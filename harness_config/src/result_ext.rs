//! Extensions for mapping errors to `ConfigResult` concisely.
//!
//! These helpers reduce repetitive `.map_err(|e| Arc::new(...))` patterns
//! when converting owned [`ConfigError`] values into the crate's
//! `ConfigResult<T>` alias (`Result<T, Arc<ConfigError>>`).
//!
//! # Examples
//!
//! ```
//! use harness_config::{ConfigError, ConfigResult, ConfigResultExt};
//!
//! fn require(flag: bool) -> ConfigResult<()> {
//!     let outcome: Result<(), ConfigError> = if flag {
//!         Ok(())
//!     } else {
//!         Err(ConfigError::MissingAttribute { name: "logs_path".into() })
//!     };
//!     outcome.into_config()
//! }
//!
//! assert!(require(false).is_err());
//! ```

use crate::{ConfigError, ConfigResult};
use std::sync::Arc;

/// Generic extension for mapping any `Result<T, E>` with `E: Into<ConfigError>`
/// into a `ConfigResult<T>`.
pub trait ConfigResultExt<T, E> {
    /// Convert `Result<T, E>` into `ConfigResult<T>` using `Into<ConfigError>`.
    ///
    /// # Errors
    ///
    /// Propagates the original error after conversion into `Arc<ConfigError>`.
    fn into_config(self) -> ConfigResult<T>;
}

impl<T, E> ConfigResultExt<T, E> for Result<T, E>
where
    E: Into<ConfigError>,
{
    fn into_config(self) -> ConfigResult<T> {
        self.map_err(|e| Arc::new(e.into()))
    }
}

···

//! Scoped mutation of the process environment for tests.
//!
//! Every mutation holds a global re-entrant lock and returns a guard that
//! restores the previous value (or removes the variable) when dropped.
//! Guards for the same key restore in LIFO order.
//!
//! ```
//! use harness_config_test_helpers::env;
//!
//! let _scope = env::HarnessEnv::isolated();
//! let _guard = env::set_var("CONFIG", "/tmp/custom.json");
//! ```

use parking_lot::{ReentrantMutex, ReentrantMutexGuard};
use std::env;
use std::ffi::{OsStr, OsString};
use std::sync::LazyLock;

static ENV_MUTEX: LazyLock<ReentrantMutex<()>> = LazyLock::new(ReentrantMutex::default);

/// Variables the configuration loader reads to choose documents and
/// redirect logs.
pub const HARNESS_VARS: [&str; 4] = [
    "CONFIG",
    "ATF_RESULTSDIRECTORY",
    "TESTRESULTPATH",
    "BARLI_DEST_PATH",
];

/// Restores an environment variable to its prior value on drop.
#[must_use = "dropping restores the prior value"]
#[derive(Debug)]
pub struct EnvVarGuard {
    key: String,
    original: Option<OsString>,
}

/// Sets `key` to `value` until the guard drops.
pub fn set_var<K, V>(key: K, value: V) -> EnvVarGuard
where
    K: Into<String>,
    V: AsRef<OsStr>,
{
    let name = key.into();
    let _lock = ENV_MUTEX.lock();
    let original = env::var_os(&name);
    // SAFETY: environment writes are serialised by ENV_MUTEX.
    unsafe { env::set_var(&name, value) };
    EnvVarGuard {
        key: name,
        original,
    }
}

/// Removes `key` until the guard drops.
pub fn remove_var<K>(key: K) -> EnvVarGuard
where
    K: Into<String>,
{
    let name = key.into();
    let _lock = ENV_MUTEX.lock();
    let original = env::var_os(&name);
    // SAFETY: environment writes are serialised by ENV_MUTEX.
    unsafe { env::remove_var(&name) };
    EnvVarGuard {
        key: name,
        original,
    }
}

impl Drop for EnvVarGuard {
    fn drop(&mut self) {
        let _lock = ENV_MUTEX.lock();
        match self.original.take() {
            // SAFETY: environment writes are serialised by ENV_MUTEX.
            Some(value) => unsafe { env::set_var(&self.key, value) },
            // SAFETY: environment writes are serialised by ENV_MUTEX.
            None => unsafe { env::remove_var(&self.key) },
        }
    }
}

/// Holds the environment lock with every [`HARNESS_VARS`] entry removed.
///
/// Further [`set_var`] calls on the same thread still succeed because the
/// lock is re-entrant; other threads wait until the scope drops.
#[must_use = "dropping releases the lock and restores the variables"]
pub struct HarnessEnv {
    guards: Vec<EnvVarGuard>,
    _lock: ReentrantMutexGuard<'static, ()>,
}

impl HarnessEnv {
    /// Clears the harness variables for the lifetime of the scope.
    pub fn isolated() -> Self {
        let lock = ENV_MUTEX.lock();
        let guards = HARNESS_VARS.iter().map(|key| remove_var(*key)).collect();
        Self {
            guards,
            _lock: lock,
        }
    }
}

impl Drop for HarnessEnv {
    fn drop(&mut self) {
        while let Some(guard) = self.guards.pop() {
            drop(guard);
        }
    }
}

···

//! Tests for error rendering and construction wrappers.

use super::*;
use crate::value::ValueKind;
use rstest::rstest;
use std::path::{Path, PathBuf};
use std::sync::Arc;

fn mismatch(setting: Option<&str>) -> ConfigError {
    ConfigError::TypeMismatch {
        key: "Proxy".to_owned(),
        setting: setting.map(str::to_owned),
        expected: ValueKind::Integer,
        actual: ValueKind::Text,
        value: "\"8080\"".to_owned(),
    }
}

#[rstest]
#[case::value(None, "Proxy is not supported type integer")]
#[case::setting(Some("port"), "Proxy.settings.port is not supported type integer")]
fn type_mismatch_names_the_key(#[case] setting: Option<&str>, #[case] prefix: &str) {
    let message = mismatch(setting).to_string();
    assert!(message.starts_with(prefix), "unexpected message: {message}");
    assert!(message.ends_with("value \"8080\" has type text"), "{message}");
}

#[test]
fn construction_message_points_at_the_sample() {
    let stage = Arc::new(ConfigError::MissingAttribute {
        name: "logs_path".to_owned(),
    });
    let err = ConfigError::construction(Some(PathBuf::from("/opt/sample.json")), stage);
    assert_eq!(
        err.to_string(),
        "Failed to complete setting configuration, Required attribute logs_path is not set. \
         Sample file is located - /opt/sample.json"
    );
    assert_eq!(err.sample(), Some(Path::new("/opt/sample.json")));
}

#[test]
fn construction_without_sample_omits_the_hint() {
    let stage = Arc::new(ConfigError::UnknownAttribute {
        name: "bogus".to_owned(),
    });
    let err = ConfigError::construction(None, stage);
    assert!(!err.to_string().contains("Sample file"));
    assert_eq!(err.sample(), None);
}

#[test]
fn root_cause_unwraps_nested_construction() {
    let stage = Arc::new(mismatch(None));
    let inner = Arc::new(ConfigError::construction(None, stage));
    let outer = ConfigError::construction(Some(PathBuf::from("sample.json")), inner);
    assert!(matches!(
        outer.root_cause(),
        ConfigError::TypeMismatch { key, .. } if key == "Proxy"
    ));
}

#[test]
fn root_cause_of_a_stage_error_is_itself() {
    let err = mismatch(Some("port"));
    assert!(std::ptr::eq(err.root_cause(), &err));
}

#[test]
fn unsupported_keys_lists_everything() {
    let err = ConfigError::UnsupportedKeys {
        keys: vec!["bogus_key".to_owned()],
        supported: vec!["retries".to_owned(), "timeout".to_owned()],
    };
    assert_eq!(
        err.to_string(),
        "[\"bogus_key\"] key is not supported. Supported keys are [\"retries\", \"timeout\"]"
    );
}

···

#### [PROBLEM TO SOLVE]
Using the records above, list each line that includes "outer".

#### [ANSWER BOX]
    let outer = ConfigError::construction(Some(PathBuf::from("sample.json")), inner);
        outer.root_cause(),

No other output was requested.